ELISAキットを使って何が試験されていますか?

複数のエピトープを有するタンパク質を検出する場合、サンドイッチアッセイが良い選択である。これは通常、異なるエピトープと反応する2つの抗体を必要とする。しかしながら、分子が複数の反復エピトープを有する場合、サンドイッチアッセイにおいて、捕捉と検出の両方に同じ抗体を使用することが可能である。あるいは、マイクロウェルに効果的に吸収することができる純粋な形態の分析物の供給がある場合、精製された分析物が固定化され、試料中の分析物が固定化分析物と標識抗体に競合的に結合する競合アッセイを設定することができる。この場合、抗体が制限されるように抗体を滴定することが必須であり、そうでなければアッセイ感度が低下する。

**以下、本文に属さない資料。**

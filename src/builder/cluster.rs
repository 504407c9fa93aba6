//! Cluster tree construction.
//!
//! Builds the bounding-volume hierarchy the hierarchical instanced
//! renderer walks: instances are sorted along a Morton curve, chunked
//! into leaves, and grouped sixteen wide per level up to a single root.
//! The node array is laid out root first. The build returns a
//! permutation, not reordered data; callers apply it afterwards with
//! [`crate::instance::apply_reorder`].

use crate::core::types::{Mat4, Vec3};
use crate::instance::ClusterNode;
use crate::math::{morton, Aabb};

/// Max children per internal node.
const BRANCHING: usize = 16;

/// Everything the tree build produces. `sorted_instances[i]` is the
/// input index whose instance belongs at slot `i`; `reorder_table` is
/// the inverse mapping.
#[derive(Debug, Default)]
pub struct ClusterTreeBuild {
    pub nodes: Vec<ClusterNode>,
    pub sorted_instances: Vec<i32>,
    pub reorder_table: Vec<i32>,
    pub occlusion_layer_count: u32,
}

/// Build the hierarchy over `transforms`, expanding `mesh_bounds` by each
/// instance transform for leaf bounds.
pub fn build_tree(
    transforms: &[Mat4],
    mesh_bounds: &Aabb,
    desired_instances_per_leaf: u32,
) -> ClusterTreeBuild {
    let n = transforms.len();
    if n == 0 {
        return ClusterTreeBuild::default();
    }
    let leaf_size = desired_instances_per_leaf.max(1) as usize;

    // Morton order over instance origins.
    let positions: Vec<Vec3> = transforms
        .iter()
        .map(|t| t.w_axis.truncate())
        .collect();
    let mut scene = Aabb::new(Vec3::INFINITY, Vec3::NEG_INFINITY);
    for p in &positions {
        scene.expand(*p);
    }
    let extent = (scene.max - scene.min).max(Vec3::splat(1e-6));
    let key = |p: Vec3| {
        let norm = (p - scene.min) / extent;
        morton::morton_key_normalized(norm.x, norm.y, norm.z)
    };

    let mut sorted_instances: Vec<i32> = (0..n as i32).collect();
    sorted_instances.sort_by_key(|&i| key(positions[i as usize]));

    let mut reorder_table = vec![0i32; n];
    for (slot, &src) in sorted_instances.iter().enumerate() {
        reorder_table[src as usize] = slot as i32;
    }

    // Leaves over the sorted order; instance ranges are post-reorder
    // slots, inclusive.
    let instance_bounds = |slot: usize| {
        mesh_bounds.transformed(&transforms[sorted_instances[slot] as usize])
    };
    let mut leaves: Vec<ClusterNode> = Vec::with_capacity(n.div_ceil(leaf_size));
    let mut start = 0;
    while start < n {
        let end = (start + leaf_size).min(n);
        let mut bounds = instance_bounds(start);
        for slot in start + 1..end {
            bounds = bounds.merged(&instance_bounds(slot));
        }
        leaves.push(ClusterNode {
            bound_min: bounds.min.to_array(),
            first_child: -1,
            bound_max: bounds.max.to_array(),
            last_child: -1,
            first_instance: start as i32,
            last_instance: end as i32 - 1,
        });
        start = end;
    }

    // Levels bottom-up, sixteen children per parent, until one root.
    // Child indices are per-level here and patched to final positions
    // when flattening.
    let mut levels: Vec<Vec<ClusterNode>> = vec![leaves];
    while levels.last().unwrap().len() > 1 {
        let below = levels.last().unwrap();
        let mut level = Vec::with_capacity(below.len().div_ceil(BRANCHING));
        let mut first = 0;
        while first < below.len() {
            let last = (first + BRANCHING).min(below.len()) - 1;
            let mut bounds = Aabb::new(
                Vec3::from_array(below[first].bound_min),
                Vec3::from_array(below[first].bound_max),
            );
            for child in &below[first + 1..=last] {
                bounds = bounds.merged(&Aabb::new(
                    Vec3::from_array(child.bound_min),
                    Vec3::from_array(child.bound_max),
                ));
            }
            level.push(ClusterNode {
                bound_min: bounds.min.to_array(),
                first_child: first as i32,
                bound_max: bounds.max.to_array(),
                last_child: last as i32,
                first_instance: below[first].first_instance,
                last_instance: below[last].last_instance,
            });
            first = last + 1;
        }
        levels.push(level);
    }

    // Flatten root first. Level k (from the root down) starts after all
    // shallower levels, so child ranges shift by the next level's offset.
    let mut nodes = Vec::with_capacity(levels.iter().map(Vec::len).sum());
    let mut offset = 0;
    for depth in (0..levels.len()).rev() {
        let child_offset = offset + levels[depth].len() as i32;
        for node in &levels[depth] {
            let mut out = *node;
            if out.first_child >= 0 {
                out.first_child += child_offset;
                out.last_child += child_offset;
            }
            nodes.push(out);
        }
        offset = child_offset;
    }

    ClusterTreeBuild {
        nodes,
        sorted_instances,
        reorder_table,
        // Internal levels above the leaves; the renderer issues occlusion
        // queries against these.
        occlusion_layer_count: levels.len() as u32 - 1,
    }
}

#[cfg(test)]
mod tests {
    use super::*;

    fn grid_transforms(n: usize) -> Vec<Mat4> {
        (0..n)
            .map(|i| {
                Mat4::from_translation(Vec3::new(
                    (i % 10) as f32 * 100.0,
                    (i / 10) as f32 * 100.0,
                    0.0,
                ))
            })
            .collect()
    }

    fn mesh_bounds() -> Aabb {
        Aabb::new(Vec3::splat(-5.0), Vec3::splat(5.0))
    }

    #[test]
    fn test_empty_build() {
        let built = build_tree(&[], &mesh_bounds(), 16);
        assert!(built.nodes.is_empty());
        assert!(built.sorted_instances.is_empty());
    }

    #[test]
    fn test_single_leaf() {
        let transforms = grid_transforms(8);
        let built = build_tree(&transforms, &mesh_bounds(), 16);
        assert_eq!(built.nodes.len(), 1);
        let root = &built.nodes[0];
        assert!(root.is_leaf());
        assert_eq!(root.first_instance, 0);
        assert_eq!(root.last_instance, 7);
        assert_eq!(built.occlusion_layer_count, 0);
    }

    #[test]
    fn test_permutation_is_bijective() {
        let transforms = grid_transforms(100);
        let built = build_tree(&transforms, &mesh_bounds(), 8);
        let mut seen = vec![false; 100];
        for &src in &built.sorted_instances {
            assert!(!seen[src as usize]);
            seen[src as usize] = true;
        }
        for (src, &slot) in built.reorder_table.iter().enumerate() {
            assert_eq!(built.sorted_instances[slot as usize] as usize, src);
        }
    }

    #[test]
    fn test_root_first_and_instance_coverage() {
        let transforms = grid_transforms(100);
        let built = build_tree(&transforms, &mesh_bounds(), 8);

        let root = &built.nodes[0];
        assert_eq!(root.first_instance, 0);
        assert_eq!(root.last_instance, 99);
        assert!(!root.is_leaf());

        // Leaves tile the instance range without gaps or overlap.
        let mut leaves: Vec<&ClusterNode> =
            built.nodes.iter().filter(|n| n.is_leaf()).collect();
        leaves.sort_by_key(|n| n.first_instance);
        assert_eq!(leaves.len(), 13);
        let mut next = 0;
        for leaf in leaves {
            assert_eq!(leaf.first_instance, next);
            next = leaf.last_instance + 1;
        }
        assert_eq!(next, 100);
    }

    #[test]
    fn test_node_bounds_contain_children() {
        let transforms = grid_transforms(100);
        let built = build_tree(&transforms, &mesh_bounds(), 4);
        for node in &built.nodes {
            if node.is_leaf() {
                continue;
            }
            for child_index in node.first_child..=node.last_child {
                let child = &built.nodes[child_index as usize];
                for axis in 0..3 {
                    assert!(node.bound_min[axis] <= child.bound_min[axis]);
                    assert!(node.bound_max[axis] >= child.bound_max[axis]);
                }
            }
        }
    }

    #[test]
    fn test_deep_tree_has_occlusion_layers() {
        // 100 instances, 4 per leaf: 25 leaves -> 2 internal -> 1 root.
        let built = build_tree(&grid_transforms(100), &mesh_bounds(), 4);
        assert_eq!(built.occlusion_layer_count, 2);
        assert_eq!(built.nodes.len(), 1 + 2 + 25);
    }
}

ポリスチレンは、コーティング溶液中のそれらの濃度に依存して、多種類のタンパク質をより増加する量で結合する。各タンパク質の特定的かつ最適な量は決定する必要があるが、抗体に対するいくつかの一般的な観察がなされている。中低結合プレートは典型的には100~200 ng of IgG/cm2まで結合し、高結合プレートは典型的に400~500 ng of IgG/cm2まで結合することができる。タンパク質に加えて、ポリスチレンプレートは、一般に長さが15〜20アミノ酸のペプチドも吸収できる。強い結合を達成するために、ペプチドは疎水性相互作用および親水性相互作用の両方を必要とする。典型的には、ペプチドを直接吸着する欠点は、それらがエピトープをほとんど持たない傾向があることである。これらがプラスチックとの相互作用に関与する場合、抗体がそれらに結合することは困難になる。1つの選択肢はスペーサーアームを介してペプチドをより大きなタンパク質に結合させることである。このスペーサーアームはペプチドとタンパク質との間の距離を提供し、抗体がペプチドと相互作用することを可能にする。

生物全体を検出する細菌アッセイまたはウイルスアッセイなどの生物は、捕捉および検出の両方について同じ抗体を用いたサンドイッチアッセイを使用することもできる。標的分子が小さいかまたは単一のエピトープからなる場合、上記の形式を修正する必要がある。小分子はそれ自体が固相によく吸着しないか、または添加されたブロッキングタンパク質によってマスクされる。しかし、一般的に小分子はより大きなタンパク質に結合することができる。これは、所望のエピトープを固相に連結させる手段を提供し、その構造によりエピトープが抗体に結合することが可能になる。 

炭水化物および高度にグリコシル化されたタンパク質は、疎水性相互作用に関与する能力がほとんどないため、上記の力によってポリスチレンによく吸着しない。細胞から放出され、界面活性剤によって溶液中に維持される膜タンパク質は、界面活性剤が存在する場合も十分に吸収されない。共有結合または界面活性剤の濃度を減少することは、これらのタンパク質を結合する最良の方法である。実際、共有結合は、Tween-20およびTriton X-100のような界面活性剤の存在下で行うことができる。